Car à y regarder de près, le rapport éditeur-édité n’est pas loin du rapport mari-femme dans un couple : on s’aime, on se le dit ; on s’engueule, on se déteste, on se le dit aussi. On se déchire, mais au final, on reste ensemble, pour les enfants au mieux, pour le chat ou le chien au pire. Quoiqu’il en soit, il y a problème. Et le problème demeure entier. Admettons-le, de nos jours, beaucoup d’écrivains s’installent devant la feuille blanche et noircissent du papier : leur quotidien d’écrivains se résume alors très vite à écrire leur quotidien.
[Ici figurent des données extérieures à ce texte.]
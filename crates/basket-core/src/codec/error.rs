//! # Codec Error Types
//!
//! ## Positional Paths
//! ```text
//! ┌─────────────────────────────────────────────────────────────────────────┐
//! │  A failure deep inside a nested record keeps every hop:                 │
//! │                                                                         │
//! │   item → additions(14) → subcontract(3) → schedule(4) → date(1)        │
//! │                                                                         │
//! │  Display: "additions(14): subcontract(3): schedule(4): date(1):        │
//! │            invalid value: ..."                                          │
//! │                                                                         │
//! │  Array elements use the element entity and 1-based index               │
//! │  ("problem(2)"); map entries use the key ("info[1](1)").               │
//! └─────────────────────────────────────────────────────────────────────────┘
//! ```
//!
//! Decode errors are for logs and alerts only; they never reach end users.

use std::convert::Infallible;

use thiserror::Error;

use super::schema::LengthRule;
use crate::error::InvalidType;

#[derive(Debug, Error)]
pub enum EncodeError {
    #[error("cbor encode: {0}")]
    Cbor(#[from] minicbor::encode::Error<Infallible>),

    #[error("{entity} has no encoder for position {position}")]
    UnknownPosition {
        entity: &'static str,
        position: usize,
    },
}

#[derive(Debug, Error)]
pub enum DecodeError {
    /// The declared array length is outside the entity's accepted range.
    /// Raised before any field of the record is touched.
    #[error("{entity}: length {found} not accepted (expected {accepted})")]
    Length {
        entity: &'static str,
        found: u64,
        accepted: LengthRule,
    },

    #[error("{entity}: indefinite-length CBOR not allowed")]
    IndefiniteLength { entity: &'static str },

    #[error("invalid value: {reason}")]
    InvalidValue { reason: String },

    #[error(transparent)]
    InvalidType(#[from] InvalidType),

    #[error("trailing bytes after record")]
    TrailingBytes,

    #[error("cbor decode: {0}")]
    Cbor(#[from] minicbor::decode::Error),

    /// Failure inside a field, tagged with the field name and its 1-based
    /// position.
    #[error("{name}({position}): {source}")]
    Field {
        name: String,
        position: usize,
        source: Box<DecodeError>,
    },
}

impl DecodeError {
    pub fn invalid(reason: impl Into<String>) -> Self {
        DecodeError::InvalidValue {
            reason: reason.into(),
        }
    }

    /// Wraps this error with one more path segment.
    pub fn at(self, name: impl Into<String>, position: usize) -> Self {
        DecodeError::Field {
            name: name.into(),
            position,
            source: Box::new(self),
        }
    }

    /// Path segments, outermost first.
    pub fn path(&self) -> Vec<(&str, usize)> {
        let mut path = Vec::new();
        let mut current = self;
        while let DecodeError::Field {
            name,
            position,
            source,
        } = current
        {
            path.push((name.as_str(), *position));
            current = source;
        }
        path
    }

    /// The innermost, unwrapped error.
    pub fn root_cause(&self) -> &DecodeError {
        let mut current = self;
        while let DecodeError::Field { source, .. } = current {
            current = source;
        }
        current
    }
}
Sans parler enfin de l’écriture conçue comme une thérapie, le dévidoir d’une diarrhée verbale intarissable, toute une vie vomie sur une rame de papier.

 

Il suffit de demander à n’importe quel éditeur : la fonction de publier s’apparente souvent à une séance géante de psychothérapie ; sans parler des auteurs qui harcèlent le standard, hurlant au complot, ne concevant pas de ne pas être publiés, persuadés de tenir en main le prochain Prix Nobel, hurlant à la censure au moindre déplacement de virgule, intransigeant à la moindre suggestion de modification du texte. Et patita ! Et patita ! Combien d’éditeurs savent alors qu’ils sont avant tout des psys, des banquiers, des confesseurs, des conseillers informatiques version traitement de textes, des rebouteux de l’âme et du corps, des redresseurs de torts, avant d’être tout simplement des éditeurs ? Cependant, toutes ces jérémiades font-elles véritablement avancer le débat, si débat il devait y avoir ? Car la relation éditeur-édité est la même depuis qu’un individu en a convaincu un autre de lui confier la gestion de ses droits intellectuels pour l’aider à diffuser les fruits de sa pensée au plus grand nombre.

 

Dans cette première enquête (décembre 2013-mai 2014) que nous rendons public, 260 auteurs ivoiriens donnent leur avis sur les relations qu’ils entretiennent avec leurs éditeurs. Une occasion idéale de faire un état des lieux. Les auteurs ayant répondu à notre questionnaire représentent tous les secteurs de l’édition. Ils négocient seuls leurs contrats d’édition (100 %) et travaillent très majoritairement avec plusieurs éditeurs (82 %, dont 30 % d’entre eux avec plus de 2 éditeurs différents). Plus du tiers ont signé des contrats au cours des deux dernières années (contrats à compte d’éditeur dans 99 % des cas).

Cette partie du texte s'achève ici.